> [What you need to do]
From the listing below, output only the lines starting at the line that has "pub mod bounds;" and ending at the line that has "for x in 0..TILE_SIZE", exactly as they appear, ends included.

*** Opening Supplied entries ***

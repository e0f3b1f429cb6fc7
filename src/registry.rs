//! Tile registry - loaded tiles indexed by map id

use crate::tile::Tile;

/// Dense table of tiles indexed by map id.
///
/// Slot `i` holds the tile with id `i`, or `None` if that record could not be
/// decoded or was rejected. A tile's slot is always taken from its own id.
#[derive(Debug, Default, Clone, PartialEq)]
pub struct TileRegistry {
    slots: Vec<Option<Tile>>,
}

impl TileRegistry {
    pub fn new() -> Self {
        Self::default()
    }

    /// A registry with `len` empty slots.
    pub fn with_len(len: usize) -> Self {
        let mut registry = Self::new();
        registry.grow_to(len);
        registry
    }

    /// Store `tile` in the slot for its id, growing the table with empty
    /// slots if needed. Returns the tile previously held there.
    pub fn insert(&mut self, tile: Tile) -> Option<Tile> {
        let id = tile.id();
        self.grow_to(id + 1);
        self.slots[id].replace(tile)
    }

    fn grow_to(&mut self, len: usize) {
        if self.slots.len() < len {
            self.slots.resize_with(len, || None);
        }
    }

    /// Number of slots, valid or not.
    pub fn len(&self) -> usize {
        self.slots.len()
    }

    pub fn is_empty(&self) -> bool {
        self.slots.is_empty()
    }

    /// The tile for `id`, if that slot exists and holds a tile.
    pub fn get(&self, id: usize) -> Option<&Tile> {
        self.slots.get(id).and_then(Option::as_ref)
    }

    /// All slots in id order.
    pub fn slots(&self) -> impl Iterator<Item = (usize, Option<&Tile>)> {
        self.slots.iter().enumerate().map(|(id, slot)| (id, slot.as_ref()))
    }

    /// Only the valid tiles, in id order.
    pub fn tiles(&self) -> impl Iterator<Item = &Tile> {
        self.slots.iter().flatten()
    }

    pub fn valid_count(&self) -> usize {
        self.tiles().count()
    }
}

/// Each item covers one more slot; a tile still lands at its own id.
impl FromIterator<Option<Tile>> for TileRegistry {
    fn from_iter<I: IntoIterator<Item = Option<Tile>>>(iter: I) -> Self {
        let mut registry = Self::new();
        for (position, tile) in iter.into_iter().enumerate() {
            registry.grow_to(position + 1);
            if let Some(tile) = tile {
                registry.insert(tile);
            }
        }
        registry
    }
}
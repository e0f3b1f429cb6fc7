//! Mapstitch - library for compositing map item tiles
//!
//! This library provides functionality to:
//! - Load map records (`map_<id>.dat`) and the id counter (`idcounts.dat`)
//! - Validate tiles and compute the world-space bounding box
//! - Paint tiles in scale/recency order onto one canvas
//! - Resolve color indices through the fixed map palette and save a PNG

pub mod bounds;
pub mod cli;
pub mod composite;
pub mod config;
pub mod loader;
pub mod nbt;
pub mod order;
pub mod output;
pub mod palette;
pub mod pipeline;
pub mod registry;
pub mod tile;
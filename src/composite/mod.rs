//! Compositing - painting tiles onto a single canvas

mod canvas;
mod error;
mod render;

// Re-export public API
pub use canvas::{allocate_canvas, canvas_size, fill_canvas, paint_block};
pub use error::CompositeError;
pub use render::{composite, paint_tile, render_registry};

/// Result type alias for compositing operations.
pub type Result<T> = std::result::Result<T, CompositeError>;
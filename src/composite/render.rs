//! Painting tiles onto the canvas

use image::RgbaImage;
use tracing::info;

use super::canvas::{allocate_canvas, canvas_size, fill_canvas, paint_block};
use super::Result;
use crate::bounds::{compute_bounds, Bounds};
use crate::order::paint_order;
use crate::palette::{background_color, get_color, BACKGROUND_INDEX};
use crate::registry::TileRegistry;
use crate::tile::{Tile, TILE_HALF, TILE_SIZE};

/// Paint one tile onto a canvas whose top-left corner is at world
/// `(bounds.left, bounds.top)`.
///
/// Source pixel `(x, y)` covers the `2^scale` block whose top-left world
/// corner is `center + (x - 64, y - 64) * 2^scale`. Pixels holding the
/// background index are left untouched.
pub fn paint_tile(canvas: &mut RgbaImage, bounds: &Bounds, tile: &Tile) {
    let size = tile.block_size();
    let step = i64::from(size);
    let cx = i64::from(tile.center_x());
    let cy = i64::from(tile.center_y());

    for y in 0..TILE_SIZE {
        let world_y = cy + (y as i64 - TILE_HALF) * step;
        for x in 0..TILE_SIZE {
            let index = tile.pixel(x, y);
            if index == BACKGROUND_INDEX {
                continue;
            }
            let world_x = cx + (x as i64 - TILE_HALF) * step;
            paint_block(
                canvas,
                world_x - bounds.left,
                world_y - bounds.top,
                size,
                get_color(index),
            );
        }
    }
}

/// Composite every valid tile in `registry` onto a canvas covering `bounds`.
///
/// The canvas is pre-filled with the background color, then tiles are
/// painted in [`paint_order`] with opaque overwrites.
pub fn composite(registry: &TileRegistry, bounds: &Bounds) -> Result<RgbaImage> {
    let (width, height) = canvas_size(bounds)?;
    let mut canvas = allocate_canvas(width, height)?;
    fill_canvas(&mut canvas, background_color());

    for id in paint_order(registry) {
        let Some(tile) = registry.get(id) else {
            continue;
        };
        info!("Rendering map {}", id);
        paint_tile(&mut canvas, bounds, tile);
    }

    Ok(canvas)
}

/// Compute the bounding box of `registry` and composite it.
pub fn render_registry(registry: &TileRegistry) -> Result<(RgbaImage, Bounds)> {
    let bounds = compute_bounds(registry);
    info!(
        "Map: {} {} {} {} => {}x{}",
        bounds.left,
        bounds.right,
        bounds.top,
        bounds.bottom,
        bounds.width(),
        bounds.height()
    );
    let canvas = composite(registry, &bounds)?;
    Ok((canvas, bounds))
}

*** Closing Supplied entries ***

> [Expected output]
pub mod bounds;
pub mod cli;
pub mod composite;
pub mod config;
pub mod loader;
pub mod nbt;
pub mod order;
pub mod output;
pub mod palette;
pub mod pipeline;
pub mod registry;
pub mod tile;
filename src/composite/mod.rs
//! Compositing - painting tiles onto a single canvas

mod canvas;
mod error;
mod render;

// Re-export public API
pub use canvas::{allocate_canvas, canvas_size, fill_canvas, paint_block};
pub use error::CompositeError;
pub use render::{composite, paint_tile, render_registry};

/// Result type alias for compositing operations.
pub type Result<T> = std::result::Result<T, CompositeError>;
filename src/composite/render.rs
//! Painting tiles onto the canvas

use image::RgbaImage;
use tracing::info;

use super::canvas::{allocate_canvas, canvas_size, fill_canvas, paint_block};
use super::Result;
use crate::bounds::{compute_bounds, Bounds};
use crate::order::paint_order;
use crate::palette::{background_color, get_color, BACKGROUND_INDEX};
use crate::registry::TileRegistry;
use crate::tile::{Tile, TILE_HALF, TILE_SIZE};

/// Paint one tile onto a canvas whose top-left corner is at world
/// `(bounds.left, bounds.top)`.
///
/// Source pixel `(x, y)` covers the `2^scale` block whose top-left world
/// corner is `center + (x - 64, y - 64) * 2^scale`. Pixels holding the
/// background index are left untouched.
pub fn paint_tile(canvas: &mut RgbaImage, bounds: &Bounds, tile: &Tile) {
    let size = tile.block_size();
    let step = i64::from(size);
    let cx = i64::from(tile.center_x());
    let cy = i64::from(tile.center_y());

    for y in 0..TILE_SIZE {
        let world_y = cy + (y as i64 - TILE_HALF) * step;
        for x in 0..TILE_SIZE {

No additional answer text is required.